Leetcode #820: Short Encoding of Words
In this guide, we solve Leetcode #820 Short Encoding of Words in Python and focus on the core idea that makes the solution efficient.
You will see the intuition, the step-by-step method, and a clean Python implementation you can use in interviews.

Problem Statement
A valid encoding of an array of words is any reference string s and array of indices indices such that: words.length == indices.length The reference string s ends with the '#' character. For each index indices[i], the substring of s starting from indices[i] and up to (but not including) the next '#' character is equal to words[i].
Quick Facts
- Difficulty: Medium
- Premium: No
- Tags: Trie, Array, Hash Table, String
Intuition
Fast membership checks and value lookups are the heart of this problem, which makes a hash map the natural choice.

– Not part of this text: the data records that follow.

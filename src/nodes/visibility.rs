use evalexpr::{
    build_operator_tree, ContextWithMutableVariables, DefaultNumericTypes, HashMapContext,
};
use serde_json::Value;
use tracing::warn;

/// `visibility_condition` / `visibility_var_path` pair of a node.
///
/// `%s` in the condition stands for the current value at `var_path`, e.g.
/// `%s == "DFT"` or `%s == True`. A quoted `"%s"` is the value's text form,
/// so `"%s" == "DFT"` and `"%s" == "True"` work as well.
#[derive(Debug, Clone, PartialEq)]
pub struct Visibility {
    pub condition: String,
    pub var_path: String,
}

impl Visibility {
    const VALUE_VAR: &'static str = "value";

    pub fn evaluate(&self, value: &Value) -> bool {
        let expr = self
            .condition
            .split("\"%s\"")
            .map(|part| part.replace("%s", Self::VALUE_VAR))
            .collect::<Vec<_>>()
            .join(&quoted_text(value));

        let mut eval_ctx = HashMapContext::<DefaultNumericTypes>::new();
        let _ = eval_ctx.set_value("True".to_string(), evalexpr::Value::Boolean(true));
        let _ = eval_ctx.set_value("False".to_string(), evalexpr::Value::Boolean(false));
        if let Some(v) = to_eval_value(value) {
            let _ = eval_ctx.set_value(Self::VALUE_VAR.to_string(), v);
        }

        let result = build_operator_tree::<DefaultNumericTypes>(&expr)
            .and_then(|tree| tree.eval_boolean_with_context(&eval_ctx));
        match result {
            Ok(visible) => visible,
            Err(e) => {
                warn!(condition = %self.condition, error = %e, "visibility condition failed, showing node");
                true
            }
        }
    }
}

fn quoted_text(value: &Value) -> String {
    let text = match value {
        Value::String(s) => s.clone(),
        Value::Bool(b) => (if *b { "True" } else { "False" }).to_string(),
        Value::Number(n) => n.to_string(),
        _ => String::new(),
    };
    format!("\"{}\"", text.replace('\\', "\\\\").replace('"', "\\\""))
}

fn to_eval_value(value: &Value) -> Option<evalexpr::Value> {
    match value {
        Value::String(s) => Some(evalexpr::Value::String(s.clone())),
        Value::Number(n) => {
            if let Some(i) = n.as_i64() {
                Some(evalexpr::Value::Int(i))
            } else {
                n.as_f64().map(evalexpr::Value::Float)
            }
        }
        Value::Bool(b) => Some(evalexpr::Value::Boolean(*b)),
        _ => None,
    }
}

By storing what we have already seen (or counts/indexes), we can answer the question in one pass without backtracking.
Approach
Scan the input once, using the map to detect when the condition is satisfied and to update state as you go.
This keeps the solution linear while remaining easy to explain in an interview setting.
Steps:
- Initialize a hash map for seen items or counts.

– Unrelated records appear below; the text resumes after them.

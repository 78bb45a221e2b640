pub mod dependency;
pub mod model;
pub mod persistence;
pub mod render;
pub mod tables;
pub mod tree;
pub mod walker;
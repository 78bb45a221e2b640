use crate::dsl::Element;
use crate::error::{Result, WanoError};
use crate::nodes::{NodeData, NodeId};
use crate::runtime::model::{WanoModelRoot, ROOT_TAG};
use crate::runtime::tables::{ExportEntry, ImportEntry, Resources};
use crate::runtime::tree::WanoTree;
use serde::de::DeserializeOwned;
use serde::Serialize;
use std::fs;
use std::path::Path;
use tracing::{debug, error, info};

pub const RESOURCES_FILE: &str = "resources.yml";
pub const IMPORTS_FILE: &str = "imports.yml";
pub const EXPORTS_FILE: &str = "exports.yml";

impl WanoModelRoot {
    /// Loads a WaNo document and its sidecar tables. Missing sidecars fall
    /// back to defaults.
    pub fn construct_from_wano(path: &Path) -> Result<Self> {
        Self::construct_from_wano_with(path, Resources::default())
    }

    /// Like [`construct_from_wano`](Self::construct_from_wano), with the
    /// resources to use when no `resources.yml` exists.
    pub fn construct_from_wano_with(path: &Path, default_resources: Resources) -> Result<Self> {
        let template = Element::parse_file(path)?;
        let dir = path.parent().map(Path::to_path_buf);
        let mut model = Self::from_element(template, dir.clone())?;

        if let Some(dir) = &dir {
            model.resources = read_sidecar(&dir.join(RESOURCES_FILE))?.unwrap_or(default_resources);
            model.import_model = read_sidecar::<Vec<ImportEntry>>(&dir.join(IMPORTS_FILE))?.unwrap_or_default();
            model.export_model = read_sidecar::<Vec<ExportEntry>>(&dir.join(EXPORTS_FILE))?.unwrap_or_default();
        } else {
            model.resources = default_resources;
        }

        info!(path = %path.display(), wano = %model.name, "loaded WaNo");
        Ok(model)
    }

    /// Regenerates the `WaNoRoot` subtree of the stored template from the
    /// current node values.
    pub fn update_xml(&mut self) -> Result<()> {
        let root = self.tree.to_element(self.tree.root());
        let slot = self
            .template
            .find_mut(ROOT_TAG)
            .ok_or_else(|| WanoError::MissingElement(ROOT_TAG.to_string()))?;
        *slot = root;
        Ok(())
    }

    /// Writes the template XML to `path` and the sidecar tables next to it.
    /// The four writes are independent; a failure can leave earlier files
    /// updated.
    pub fn save(&mut self, path: &Path) -> Result<()> {
        self.update_xml()?;
        let xml = self.template.to_xml_string()?;
        fs::write(path, xml).map_err(|e| WanoError::io(path, e))?;

        let dir = path.parent().unwrap_or_else(|| Path::new("."));
        write_sidecar(&dir.join(RESOURCES_FILE), &self.resources)?;
        write_sidecar(&dir.join(IMPORTS_FILE), &self.import_model)?;
        write_sidecar(&dir.join(EXPORTS_FILE), &self.export_model)?;
        debug!(path = %path.display(), "saved WaNo");
        Ok(())
    }

    /// [`save`](Self::save) reporting success as a flag; the error is logged.
    pub fn save_xml(&mut self, path: &Path) -> bool {
        match self.save(path) {
            Ok(()) => true,
            Err(e) => {
                error!(path = %path.display(), error = %e, "failed to save WaNo");
                false
            }
        }
    }
}

impl WanoTree {
    /// The element for `id` with the current values written back.
    pub(crate) fn to_element(&self, id: NodeId) -> Element {
        let node = self.node(id);
        let mut element = node.element.clone();
        match &node.data {
            NodeData::Leaf(leaf) => {
                let text = leaf.to_text();
                element.text = (!text.is_empty()).then_some(text);
                leaf.write_attributes(&mut element);
            }
            NodeData::Choice(choice) => choice.write_entries(&mut element),
            NodeData::Dict(map) => {
                element.children = map.values().map(|&child| self.to_element(child)).collect();
            }
            NodeData::List(items) => {
                element.children = items.iter().map(|&child| self.to_element(child)).collect();
            }
            NodeData::MultipleOf(m) => {
                element.children = m
                    .instances
                    .iter()
                    .enumerate()
                    .map(|(i, &instance)| {
                        let mut child = self.to_element(instance);
                        child.set_attr("id", i.to_string());
                        child
                    })
                    .collect();
            }
            NodeData::Switch(s) => {
                element.children = s
                    .alternatives
                    .iter()
                    .map(|&alt| self.to_element(alt))
                    .collect();
            }
            // The shell of a display-only node is the full source element.
            NodeData::None => {}
        }
        element
    }
}

fn read_sidecar<T: DeserializeOwned>(path: &Path) -> Result<Option<T>> {
    if !path.exists() {
        return Ok(None);
    }
    let text = fs::read_to_string(path).map_err(|e| WanoError::io(path, e))?;
    Ok(Some(serde_yaml::from_str(&text)?))
}

fn write_sidecar<T: Serialize>(path: &Path, value: &T) -> Result<()> {
    let text = serde_yaml::to_string(value)?;
    fs::write(path, text).map_err(|e| WanoError::io(path, e))
}
//! Memo model and projection from raw store documents

use serde::{Deserialize, Serialize};
use serde_json::Value;
use std::fmt;

use crate::store::RawFields;

/// Wire name of the body text field.
pub const FIELD_BODY_TEXT: &str = "bodyText";
/// Wire name of the last-updated timestamp field (Unix ms).
pub const FIELD_UPDATED_AT: &str = "updatedAt";
/// Wire name of the tag list field.
pub const FIELD_TAGS: &str = "tags";

/// A unique identifier for a memo, assigned by the document store.
///
/// Opaque and immutable once created; the core never generates these
/// itself for remote documents.
#[derive(Debug, Clone, PartialEq, Eq, Hash, Serialize, Deserialize)]
pub struct MemoId(String);

impl MemoId {
    /// Wrap a store-assigned identifier
    #[must_use]
    pub fn new(id: impl Into<String>) -> Self {
        Self(id.into())
    }

    /// Get the string representation of this ID
    #[must_use]
    pub fn as_str(&self) -> &str {
        &self.0
    }
}

impl fmt::Display for MemoId {
    fn fmt(&self, f: &mut fmt::Formatter<'_>) -> fmt::Result {
        write!(f, "{}", self.0)
    }
}

impl From<String> for MemoId {
    fn from(id: String) -> Self {
        Self(id)
    }
}

impl From<&str> for MemoId {
    fn from(id: &str) -> Self {
        Self(id.to_string())
    }
}

/// A memo in the system
#[derive(Debug, Clone, PartialEq, Eq, Serialize, Deserialize)]
pub struct Memo {
    /// Unique identifier
    pub id: MemoId,
    /// Plain text content; empty when the record carried none
    pub body_text: String,
    /// Last update timestamp (Unix ms); `None` marks a record that is not
    /// yet visible
    pub updated_at: Option<i64>,
    /// Distinct tag labels in first-seen order
    pub tags: Vec<String>,
}

impl Memo {
    /// Project a raw store document into a well-formed memo.
    ///
    /// The store imposes no schema, so every field is defaulted when absent
    /// or malformed: missing body text becomes the empty string, a missing
    /// or non-integer timestamp becomes `None`, and anything that is not an
    /// array of strings becomes an empty tag list. Projection never fails.
    #[must_use]
    pub fn project(id: impl Into<MemoId>, fields: &RawFields) -> Self {
        let body_text = fields
            .get(FIELD_BODY_TEXT)
            .and_then(Value::as_str)
            .unwrap_or_default()
            .to_string();
        let updated_at = fields.get(FIELD_UPDATED_AT).and_then(Value::as_i64);
        let tags = project_tags(fields.get(FIELD_TAGS));

        Self {
            id: id.into(),
            body_text,
            updated_at,
            tags,
        }
    }

    /// Whether this memo may be rendered.
    ///
    /// A record without an update timestamp is treated as not yet loaded.
    #[must_use]
    pub const fn is_visible(&self) -> bool {
        self.updated_at.is_some()
    }

    /// Get first line as title preview, truncated to `max_len` characters
    #[must_use]
    pub fn title_preview(&self, max_len: usize) -> String {
        self.body_text
            .lines()
            .next()
            .unwrap_or("")
            .chars()
            .take(max_len)
            .collect()
    }

    /// Formatted update timestamp, or the empty string when absent
    #[must_use]
    pub fn updated_at_display(&self) -> String {
        self.updated_at
            .and_then(chrono::DateTime::from_timestamp_millis)
            .map(|date| date.format("%Y/%m/%d %H:%M").to_string())
            .unwrap_or_default()
    }
}

/// Coerce a raw tags value into a list of distinct strings.
///
/// Anything that is not an array of strings degrades to an empty list.
/// Duplicates are dropped on read, keeping the first occurrence.
fn project_tags(value: Option<&Value>) -> Vec<String> {
    let Some(Value::Array(items)) = value else {
        return Vec::new();
    };

    let mut tags: Vec<String> = Vec::with_capacity(items.len());
    for item in items {
        let Some(tag) = item.as_str() else {
            return Vec::new();
        };
        if !tags.iter().any(|seen| seen == tag) {
            tags.push(tag.to_string());
        }
    }
    tags
}

/// Build the wire field bag for a create or full overwrite.
#[must_use]
pub fn memo_fields(body_text: &str, tags: &[String], updated_at_ms: i64) -> RawFields {
    let mut fields = RawFields::new();
    fields.insert(
        FIELD_BODY_TEXT.to_string(),
        Value::String(body_text.to_string()),
    );
    fields.insert(
        FIELD_UPDATED_AT.to_string(),
        Value::Number(updated_at_ms.into()),
    );
    fields.insert(
        FIELD_TAGS.to_string(),
        Value::Array(tags.iter().cloned().map(Value::String).collect()),
    );
    fields
}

- Iterate through the input, querying/updating the map.
- Return the first valid result or the final computed value.
Example
Input: words = ["time", "me", "bell"]
Output: 10
Explanation: A valid encoding would be s = "time#bell#" and indices = [0, 2, 5].
words[0] = "time", the substring of s starting from indices[0] = 0 to the next '#' is underlined in "time#bell#"

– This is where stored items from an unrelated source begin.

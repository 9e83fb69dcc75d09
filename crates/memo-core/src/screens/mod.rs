//! Screen state machines.
//!
//! Rendering-agnostic models of the list, detail, and editor screens. Each
//! screen owns its live feed, adopts every pushed snapshot wholesale, and
//! tears the feed down on deactivation. Store failures surface as queued
//! [`Alert`]s and are never retried automatically.

mod detail;
mod editor;
mod list;

pub use detail::{DetailScreen, MemoDisplay};
pub use editor::{EditorScreen, SaveOutcome};
pub use list::ListScreen;

/// User-facing failure notice raised by a rejected store call.
#[derive(Debug, Clone, Copy, PartialEq, Eq)]
pub enum Alert {
    SaveFailed,
    DeleteFailed,
}

impl Alert {
    /// Message shown to the user
    #[must_use]
    pub const fn message(self) -> &'static str {
        match self {
            Self::SaveFailed => "Failed to save the memo.",
            Self::DeleteFailed => "Failed to delete the memo.",
        }
    }
}
//! memo-core - Core library for Memo
//!
//! This crate contains the shared models, document-store abstraction, live
//! snapshot feeds, and screen state machines used by all Memo front ends.

pub mod auth;
pub mod error;
pub mod filter;
pub mod live;
pub mod models;
pub mod screens;
pub mod store;
pub mod util;

pub use error::{Error, Result};
pub use models::{Memo, MemoId};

words[1] = "me", the substring of s starting from indices[1] = 2 to the next '#' is underlined in "time#bell#"
words[2] = "bell", the substring of s starting from indices[2] = 5 to the next '#' is underlined in "time#bell#"
Python Solution
class Trie:
def __init__(self) -> None:
self.children = [None] * 26
class Solution:
def minimumLengthEncoding(self, words: List[str]) -> int:
root = Trie()
for w in words:
cur = root
for c in w[::-1]:
idx = ord(c) - ord("a")
if cur.children[idx] == None:
cur.children[idx] = Trie()
cur = cur.children[idx]
return self.dfs(root, 1)
def dfs(self, cur: Trie, l: int) -> int:
isLeaf, ans = True, 0
for i in range(26):
if cur.children[i] != None:
isLeaf = False
ans += self.dfs(cur.children[i], l + 1)
if isLeaf:
ans += l
return ans
Complexity
The time complexity is O(n). The space complexity is O(n).
Edge Cases and Pitfalls
Watch for boundary values, empty inputs, and duplicate values where applicable. If the problem involves ordering or constraints, confirm the invariant is preserved at every step.
Summary
This Python solution focuses on the essential structure of the problem and keeps the implementation interview-friendly while meeting the constraints.